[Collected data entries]
====

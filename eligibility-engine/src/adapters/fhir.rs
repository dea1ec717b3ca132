use std::sync::Arc;

use async_trait::async_trait;
use reqwest::Client;
use serde_json::Value;
use tracing::{debug, instrument};

use super::{send_authenticated, ProtocolAdapter, RawProviderResponse};
use crate::credentials::CredentialBroker;
use crate::directory::{ProtocolVariant, ProviderProfile};
use crate::error::{EligibilityError, EngineResult};
use crate::models::EligibilityQuery;

const FHIR_JSON: &str = "application/fhir+json";

/// Matched patient and their first active coverage
#[derive(Debug, Clone)]
pub struct FhirEligibility {
    pub patient_id: String,
    pub coverage: Value,
}

/// FHIR R4 Patient search followed by Coverage search
pub struct FhirAdapter {
    http: Client,
    broker: Arc<CredentialBroker>,
}

impl FhirAdapter {
    pub fn new(http: Client, broker: Arc<CredentialBroker>) -> Self {
        Self { http, broker }
    }

    async fn search(
        &self,
        provider: &ProviderProfile,
        path: &str,
        params: &[(&str, String)],
    ) -> EngineResult<Value> {
        let url = provider.url(path);
        let response = send_authenticated(&self.broker, provider, |auth| {
            auth.apply(self.http.get(&url))
                .header(reqwest::header::ACCEPT, FHIR_JSON)
                .query(params)
        })
        .await?;
        Ok(response.json().await?)
    }

    async fn find_patient(&self, provider: &ProviderProfile, query: &EligibilityQuery) -> EngineResult<String> {
        let path = provider
            .endpoints
            .patient
            .as_deref()
            .ok_or_else(|| EligibilityError::UnsupportedProvider(format!("{} has no Patient endpoint", provider.id)))?;
        let params = [
            ("identifier", query.member_id.clone()),
            ("family", query.patient.last_name.clone()),
            ("given", query.patient.first_name.clone()),
            ("birthdate", query.patient.dob.format("%Y-%m-%d").to_string()),
        ];
        let bundle = self.search(provider, path, &params).await?;

        let patient = bundle_resources(&bundle, "Patient")
            .find(|patient| patient_matches(patient, query))
            .ok_or(EligibilityError::PatientNotFound)?;
        patient
            .get("id")
            .and_then(Value::as_str)
            .map(str::to_string)
            .ok_or_else(|| EligibilityError::MalformedResponse("matched Patient has no id".into()))
    }

    async fn find_active_coverage(&self, provider: &ProviderProfile, patient_id: &str) -> EngineResult<Value> {
        let path = provider
            .endpoints
            .coverage
            .as_deref()
            .or(provider.endpoints.eligibility.as_deref())
            .ok_or_else(|| EligibilityError::UnsupportedProvider(format!("{} has no Coverage endpoint", provider.id)))?;
        let params = [
            ("beneficiary", format!("Patient/{patient_id}")),
            ("status", "active".to_string()),
        ];
        let bundle = self.search(provider, path, &params).await?;

        let active = bundle_resources(&bundle, "Coverage")
            .find(|coverage| coverage.get("status").and_then(Value::as_str) == Some("active"))
            .cloned();
        active.ok_or(EligibilityError::NoActiveCoverage)
    }
}

#[async_trait]
impl ProtocolAdapter for FhirAdapter {
    fn protocol(&self) -> ProtocolVariant {
        ProtocolVariant::Fhir
    }

    #[instrument(skip_all, fields(provider_id = %provider.id))]
    async fn query_eligibility(
        &self,
        provider: &ProviderProfile,
        query: &EligibilityQuery,
    ) -> EngineResult<RawProviderResponse> {
        let patient_id = self.find_patient(provider, query).await?;
        debug!("Matched FHIR patient");
        let coverage = self.find_active_coverage(provider, &patient_id).await?;
        Ok(RawProviderResponse::Fhir(FhirEligibility { patient_id, coverage }))
    }
}

/// Resources of the given type in a search Bundle, in server order.
fn bundle_resources<'a>(bundle: &'a Value, resource_type: &'a str) -> impl Iterator<Item = &'a Value> + 'a {
    bundle
        .get("entry")
        .and_then(Value::as_array)
        .into_iter()
        .flatten()
        .filter_map(|entry| entry.get("resource"))
        .filter(move |resource| resource.get("resourceType").and_then(Value::as_str) == Some(resource_type))
}

/// Servers may return fuzzy matches; only an exact demographic match counts.
/// Names compare case-insensitively, birth date and identifier exactly.
fn patient_matches(patient: &Value, query: &EligibilityQuery) -> bool {
    let dob = query.patient.dob.format("%Y-%m-%d").to_string();
    if patient.get("birthDate").and_then(Value::as_str) != Some(dob.as_str()) {
        return false;
    }

    let identifier_matches = patient
        .get("identifier")
        .and_then(Value::as_array)
        .is_some_and(|ids| {
            ids.iter()
                .any(|id| id.get("value").and_then(Value::as_str) == Some(query.member_id.as_str()))
        });
    if !identifier_matches {
        return false;
    }

    patient
        .get("name")
        .and_then(Value::as_array)
        .is_some_and(|names| {
            names.iter().any(|name| {
                let family = name
                    .get("family")
                    .and_then(Value::as_str)
                    .is_some_and(|f| f.eq_ignore_ascii_case(&query.patient.last_name));
                let given = name
                    .get("given")
                    .and_then(Value::as_array)
                    .is_some_and(|given| {
                        given
                            .iter()
                            .filter_map(Value::as_str)
                            .any(|g| g.eq_ignore_ascii_case(&query.patient.first_name))
                    });
                family && given
            })
        })
}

====

PROBLEM DETAILS
From the first line above through the line that contains "provider: &ProviderProfile, query: &EligibilityQuery)", quote each line exactly. Output nothing more.

EXERCISE RESULT
filename eligibility-engine/src/adapters/fhir.rs
repository dea1ec717b3ca132
use std::sync::Arc;

use async_trait::async_trait;
use reqwest::Client;
use serde_json::Value;
use tracing::{debug, instrument};

use super::{send_authenticated, ProtocolAdapter, RawProviderResponse};
use crate::credentials::CredentialBroker;
use crate::directory::{ProtocolVariant, ProviderProfile};
use crate::error::{EligibilityError, EngineResult};
use crate::models::EligibilityQuery;

const FHIR_JSON: &str = "application/fhir+json";

/// Matched patient and their first active coverage
#[derive(Debug, Clone)]
pub struct FhirEligibility {
    pub patient_id: String,
    pub coverage: Value,
}

/// FHIR R4 Patient search followed by Coverage search
pub struct FhirAdapter {
    http: Client,
    broker: Arc<CredentialBroker>,
}

impl FhirAdapter {
    pub fn new(http: Client, broker: Arc<CredentialBroker>) -> Self {
        Self { http, broker }
    }

    async fn search(
        &self,
        provider: &ProviderProfile,
        path: &str,
        params: &[(&str, String)],
    ) -> EngineResult<Value> {
        let url = provider.url(path);
        let response = send_authenticated(&self.broker, provider, |auth| {
            auth.apply(self.http.get(&url))
                .header(reqwest::header::ACCEPT, FHIR_JSON)
                .query(params)
        })
        .await?;
        Ok(response.json().await?)
    }

    async fn find_patient(&self, provider: &ProviderProfile, query: &EligibilityQuery) -> EngineResult<String> {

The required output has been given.